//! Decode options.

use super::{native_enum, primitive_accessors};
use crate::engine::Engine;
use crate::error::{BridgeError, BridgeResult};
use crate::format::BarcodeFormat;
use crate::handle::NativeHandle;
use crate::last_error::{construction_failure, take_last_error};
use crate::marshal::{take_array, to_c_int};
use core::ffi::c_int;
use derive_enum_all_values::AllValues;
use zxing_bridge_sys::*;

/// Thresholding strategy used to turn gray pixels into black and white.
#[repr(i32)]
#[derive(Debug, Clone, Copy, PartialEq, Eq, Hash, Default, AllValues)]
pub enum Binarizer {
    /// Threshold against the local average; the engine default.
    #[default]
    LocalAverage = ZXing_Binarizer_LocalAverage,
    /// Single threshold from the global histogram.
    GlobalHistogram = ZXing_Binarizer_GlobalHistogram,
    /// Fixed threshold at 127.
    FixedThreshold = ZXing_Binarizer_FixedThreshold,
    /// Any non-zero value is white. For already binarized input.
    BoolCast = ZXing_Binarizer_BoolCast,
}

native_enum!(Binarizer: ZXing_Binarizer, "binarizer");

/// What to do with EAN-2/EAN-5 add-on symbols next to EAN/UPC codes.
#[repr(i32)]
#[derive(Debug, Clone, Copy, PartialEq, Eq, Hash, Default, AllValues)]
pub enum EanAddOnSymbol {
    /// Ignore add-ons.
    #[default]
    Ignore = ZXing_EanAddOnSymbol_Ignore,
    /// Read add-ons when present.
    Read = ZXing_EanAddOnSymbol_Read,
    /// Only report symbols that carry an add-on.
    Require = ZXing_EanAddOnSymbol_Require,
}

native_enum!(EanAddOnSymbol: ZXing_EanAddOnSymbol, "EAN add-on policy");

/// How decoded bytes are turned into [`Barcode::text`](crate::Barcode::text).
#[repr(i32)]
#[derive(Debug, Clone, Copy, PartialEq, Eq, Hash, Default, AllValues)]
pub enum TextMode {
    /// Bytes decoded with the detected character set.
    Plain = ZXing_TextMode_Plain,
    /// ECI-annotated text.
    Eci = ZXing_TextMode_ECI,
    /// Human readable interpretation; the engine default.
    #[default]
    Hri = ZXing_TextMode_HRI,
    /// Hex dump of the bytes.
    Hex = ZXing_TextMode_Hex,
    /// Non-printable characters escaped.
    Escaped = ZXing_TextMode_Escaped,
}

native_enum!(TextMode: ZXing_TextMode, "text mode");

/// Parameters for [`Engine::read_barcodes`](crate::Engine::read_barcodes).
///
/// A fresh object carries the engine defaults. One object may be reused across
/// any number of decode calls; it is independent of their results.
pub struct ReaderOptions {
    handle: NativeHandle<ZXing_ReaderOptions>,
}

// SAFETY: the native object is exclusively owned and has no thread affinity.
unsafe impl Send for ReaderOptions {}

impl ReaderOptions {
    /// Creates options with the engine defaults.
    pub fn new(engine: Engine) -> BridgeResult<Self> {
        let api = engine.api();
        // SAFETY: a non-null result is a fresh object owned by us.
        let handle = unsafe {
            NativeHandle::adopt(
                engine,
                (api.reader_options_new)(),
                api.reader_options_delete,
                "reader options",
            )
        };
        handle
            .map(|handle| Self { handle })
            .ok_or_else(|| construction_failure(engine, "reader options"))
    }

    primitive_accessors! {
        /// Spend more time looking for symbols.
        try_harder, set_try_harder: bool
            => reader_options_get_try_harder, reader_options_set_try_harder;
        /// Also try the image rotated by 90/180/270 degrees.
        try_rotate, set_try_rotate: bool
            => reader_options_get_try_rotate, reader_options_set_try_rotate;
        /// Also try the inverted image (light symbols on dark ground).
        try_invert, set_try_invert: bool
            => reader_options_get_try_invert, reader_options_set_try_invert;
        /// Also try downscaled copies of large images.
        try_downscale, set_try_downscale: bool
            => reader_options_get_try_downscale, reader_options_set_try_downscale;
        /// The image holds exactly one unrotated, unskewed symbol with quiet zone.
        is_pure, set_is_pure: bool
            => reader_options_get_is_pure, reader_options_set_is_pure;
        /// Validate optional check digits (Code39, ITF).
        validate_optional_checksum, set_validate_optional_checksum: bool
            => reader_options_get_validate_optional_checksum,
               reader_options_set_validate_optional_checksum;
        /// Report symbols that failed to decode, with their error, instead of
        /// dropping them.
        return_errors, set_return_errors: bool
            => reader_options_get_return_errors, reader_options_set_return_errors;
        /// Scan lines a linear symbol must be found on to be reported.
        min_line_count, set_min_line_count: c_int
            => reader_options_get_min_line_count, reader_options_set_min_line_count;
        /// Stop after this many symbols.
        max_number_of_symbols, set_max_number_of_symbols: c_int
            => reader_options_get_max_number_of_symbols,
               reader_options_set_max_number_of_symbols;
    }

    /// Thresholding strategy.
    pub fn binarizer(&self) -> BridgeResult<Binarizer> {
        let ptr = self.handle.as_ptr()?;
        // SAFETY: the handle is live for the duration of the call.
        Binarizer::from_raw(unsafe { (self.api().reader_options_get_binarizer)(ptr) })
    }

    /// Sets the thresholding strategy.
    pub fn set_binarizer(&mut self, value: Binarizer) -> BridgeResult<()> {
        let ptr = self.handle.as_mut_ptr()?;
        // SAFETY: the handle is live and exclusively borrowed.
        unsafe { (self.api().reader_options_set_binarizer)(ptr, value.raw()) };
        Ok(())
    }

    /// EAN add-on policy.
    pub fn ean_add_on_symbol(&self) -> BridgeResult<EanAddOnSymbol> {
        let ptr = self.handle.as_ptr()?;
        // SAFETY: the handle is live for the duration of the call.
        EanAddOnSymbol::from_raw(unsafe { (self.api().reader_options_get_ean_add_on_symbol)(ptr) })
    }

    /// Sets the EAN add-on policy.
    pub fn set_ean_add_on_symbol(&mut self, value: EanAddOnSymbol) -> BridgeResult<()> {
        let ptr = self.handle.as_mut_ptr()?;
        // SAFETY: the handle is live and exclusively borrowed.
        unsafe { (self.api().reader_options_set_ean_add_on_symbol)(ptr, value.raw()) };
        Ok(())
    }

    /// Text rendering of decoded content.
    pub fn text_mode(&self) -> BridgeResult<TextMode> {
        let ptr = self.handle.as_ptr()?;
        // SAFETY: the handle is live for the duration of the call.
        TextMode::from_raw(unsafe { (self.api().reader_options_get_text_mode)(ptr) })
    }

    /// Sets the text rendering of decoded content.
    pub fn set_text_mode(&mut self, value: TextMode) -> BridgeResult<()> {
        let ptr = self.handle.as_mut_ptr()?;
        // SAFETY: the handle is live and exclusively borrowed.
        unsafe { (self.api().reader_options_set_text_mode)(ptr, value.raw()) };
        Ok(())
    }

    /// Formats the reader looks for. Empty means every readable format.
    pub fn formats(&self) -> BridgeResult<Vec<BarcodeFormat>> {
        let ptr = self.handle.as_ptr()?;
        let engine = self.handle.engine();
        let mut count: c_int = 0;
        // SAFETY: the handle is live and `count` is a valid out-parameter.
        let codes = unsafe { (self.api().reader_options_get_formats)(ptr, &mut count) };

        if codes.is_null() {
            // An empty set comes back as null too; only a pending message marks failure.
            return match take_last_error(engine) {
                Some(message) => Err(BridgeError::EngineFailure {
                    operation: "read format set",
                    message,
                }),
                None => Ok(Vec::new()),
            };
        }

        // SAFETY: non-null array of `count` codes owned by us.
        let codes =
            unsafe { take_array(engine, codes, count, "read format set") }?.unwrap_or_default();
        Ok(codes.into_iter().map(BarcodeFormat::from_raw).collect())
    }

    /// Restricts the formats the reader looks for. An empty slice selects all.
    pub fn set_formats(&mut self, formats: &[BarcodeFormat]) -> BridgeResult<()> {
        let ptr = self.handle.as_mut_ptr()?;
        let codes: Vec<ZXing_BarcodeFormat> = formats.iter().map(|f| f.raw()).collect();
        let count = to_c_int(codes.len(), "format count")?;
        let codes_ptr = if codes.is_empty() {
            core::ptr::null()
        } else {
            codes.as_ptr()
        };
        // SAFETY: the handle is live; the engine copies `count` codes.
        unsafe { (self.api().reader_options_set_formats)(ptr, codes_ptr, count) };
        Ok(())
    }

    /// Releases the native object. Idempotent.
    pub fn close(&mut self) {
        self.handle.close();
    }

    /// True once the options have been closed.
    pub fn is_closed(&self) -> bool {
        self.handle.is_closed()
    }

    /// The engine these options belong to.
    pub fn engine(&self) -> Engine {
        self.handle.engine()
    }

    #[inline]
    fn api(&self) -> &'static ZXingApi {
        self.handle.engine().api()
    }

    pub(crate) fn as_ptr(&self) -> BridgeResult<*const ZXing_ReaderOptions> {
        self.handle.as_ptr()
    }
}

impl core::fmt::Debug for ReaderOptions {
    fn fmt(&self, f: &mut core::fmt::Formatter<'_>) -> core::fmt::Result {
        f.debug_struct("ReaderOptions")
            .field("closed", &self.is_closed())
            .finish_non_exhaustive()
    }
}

...

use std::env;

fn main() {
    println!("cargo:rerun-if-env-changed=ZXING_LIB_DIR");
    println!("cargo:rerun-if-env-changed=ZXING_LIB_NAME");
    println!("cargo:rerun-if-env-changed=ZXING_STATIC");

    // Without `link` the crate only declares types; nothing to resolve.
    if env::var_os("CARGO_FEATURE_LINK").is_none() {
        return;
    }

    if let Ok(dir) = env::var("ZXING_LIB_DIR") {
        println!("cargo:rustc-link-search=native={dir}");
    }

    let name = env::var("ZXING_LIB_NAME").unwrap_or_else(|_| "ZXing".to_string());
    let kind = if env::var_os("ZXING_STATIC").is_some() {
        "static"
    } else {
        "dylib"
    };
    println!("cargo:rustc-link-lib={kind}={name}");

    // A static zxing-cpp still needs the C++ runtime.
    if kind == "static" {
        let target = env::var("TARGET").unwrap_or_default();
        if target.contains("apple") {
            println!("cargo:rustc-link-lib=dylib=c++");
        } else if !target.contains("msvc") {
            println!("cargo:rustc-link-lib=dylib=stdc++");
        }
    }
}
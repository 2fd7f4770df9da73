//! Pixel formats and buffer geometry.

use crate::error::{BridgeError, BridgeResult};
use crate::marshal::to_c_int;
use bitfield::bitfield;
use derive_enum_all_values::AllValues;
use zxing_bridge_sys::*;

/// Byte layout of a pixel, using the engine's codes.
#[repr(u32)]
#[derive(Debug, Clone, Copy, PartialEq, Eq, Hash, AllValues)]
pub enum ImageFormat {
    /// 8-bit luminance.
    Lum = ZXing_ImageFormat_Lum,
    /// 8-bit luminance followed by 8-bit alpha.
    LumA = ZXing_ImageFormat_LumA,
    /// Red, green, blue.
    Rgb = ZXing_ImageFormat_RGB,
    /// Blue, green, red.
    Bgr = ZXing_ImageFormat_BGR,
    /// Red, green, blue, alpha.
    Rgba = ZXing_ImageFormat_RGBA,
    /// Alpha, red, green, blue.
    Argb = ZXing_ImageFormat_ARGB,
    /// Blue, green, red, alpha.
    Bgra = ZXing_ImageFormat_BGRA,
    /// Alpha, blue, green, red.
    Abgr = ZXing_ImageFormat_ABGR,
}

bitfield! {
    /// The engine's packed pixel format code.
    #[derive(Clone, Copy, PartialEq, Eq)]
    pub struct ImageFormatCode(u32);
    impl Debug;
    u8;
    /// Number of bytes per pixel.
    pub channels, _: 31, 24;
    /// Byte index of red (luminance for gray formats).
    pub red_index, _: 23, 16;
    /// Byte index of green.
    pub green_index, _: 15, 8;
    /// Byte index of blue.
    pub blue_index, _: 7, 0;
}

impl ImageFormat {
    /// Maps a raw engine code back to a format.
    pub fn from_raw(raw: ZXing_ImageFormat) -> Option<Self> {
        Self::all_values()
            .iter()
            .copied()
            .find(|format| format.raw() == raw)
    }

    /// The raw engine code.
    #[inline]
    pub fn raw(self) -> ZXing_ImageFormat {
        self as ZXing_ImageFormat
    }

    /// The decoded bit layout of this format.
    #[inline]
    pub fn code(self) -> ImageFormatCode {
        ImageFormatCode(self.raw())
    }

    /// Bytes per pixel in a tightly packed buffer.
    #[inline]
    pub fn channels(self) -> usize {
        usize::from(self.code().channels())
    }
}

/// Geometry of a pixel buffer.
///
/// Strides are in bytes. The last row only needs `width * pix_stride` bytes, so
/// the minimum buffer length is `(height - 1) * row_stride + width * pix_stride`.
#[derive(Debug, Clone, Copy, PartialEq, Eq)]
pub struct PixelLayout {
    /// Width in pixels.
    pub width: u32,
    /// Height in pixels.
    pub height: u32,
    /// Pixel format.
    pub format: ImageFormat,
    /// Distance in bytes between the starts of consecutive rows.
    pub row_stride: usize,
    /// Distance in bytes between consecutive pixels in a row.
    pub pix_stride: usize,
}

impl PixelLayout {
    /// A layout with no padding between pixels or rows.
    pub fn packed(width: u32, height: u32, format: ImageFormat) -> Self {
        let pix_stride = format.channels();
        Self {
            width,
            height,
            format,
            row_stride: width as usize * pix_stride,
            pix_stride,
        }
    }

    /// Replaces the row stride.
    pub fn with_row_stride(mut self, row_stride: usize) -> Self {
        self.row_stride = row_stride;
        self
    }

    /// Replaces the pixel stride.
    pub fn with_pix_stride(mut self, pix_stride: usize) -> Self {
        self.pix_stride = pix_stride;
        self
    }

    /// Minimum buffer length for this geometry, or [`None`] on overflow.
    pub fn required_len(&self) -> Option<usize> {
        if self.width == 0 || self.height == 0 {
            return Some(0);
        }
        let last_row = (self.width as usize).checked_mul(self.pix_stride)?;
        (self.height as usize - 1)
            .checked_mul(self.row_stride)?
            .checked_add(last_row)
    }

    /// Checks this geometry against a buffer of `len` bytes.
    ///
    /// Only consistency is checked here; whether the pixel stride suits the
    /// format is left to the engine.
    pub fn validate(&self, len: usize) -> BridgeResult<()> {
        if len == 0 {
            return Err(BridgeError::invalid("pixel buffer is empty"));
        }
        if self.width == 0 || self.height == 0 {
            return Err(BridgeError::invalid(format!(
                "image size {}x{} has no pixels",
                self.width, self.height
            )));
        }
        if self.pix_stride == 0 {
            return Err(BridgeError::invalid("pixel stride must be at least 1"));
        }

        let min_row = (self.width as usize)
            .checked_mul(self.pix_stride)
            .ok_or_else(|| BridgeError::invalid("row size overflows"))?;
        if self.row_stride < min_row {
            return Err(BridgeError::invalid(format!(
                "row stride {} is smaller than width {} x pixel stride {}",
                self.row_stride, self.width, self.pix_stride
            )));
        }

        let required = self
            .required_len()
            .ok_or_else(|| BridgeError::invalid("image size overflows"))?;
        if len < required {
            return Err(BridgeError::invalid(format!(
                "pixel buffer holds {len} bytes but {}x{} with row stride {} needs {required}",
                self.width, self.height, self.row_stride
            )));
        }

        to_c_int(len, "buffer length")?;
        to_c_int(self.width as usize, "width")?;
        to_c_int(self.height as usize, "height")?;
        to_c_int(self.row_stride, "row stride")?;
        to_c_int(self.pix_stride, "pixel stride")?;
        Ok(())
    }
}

* Work task: Each line in the listing above from the one containing "row_stride: width as" through the one containing "the pixel stride." should be repeated exactly, and no other line.

* Written response:
            row_stride: width as usize * pix_stride,
            pix_stride,
        }
    }

    /// Replaces the row stride.
    pub fn with_row_stride(mut self, row_stride: usize) -> Self {
        self.row_stride = row_stride;
        self
    }

    /// Replaces the pixel stride.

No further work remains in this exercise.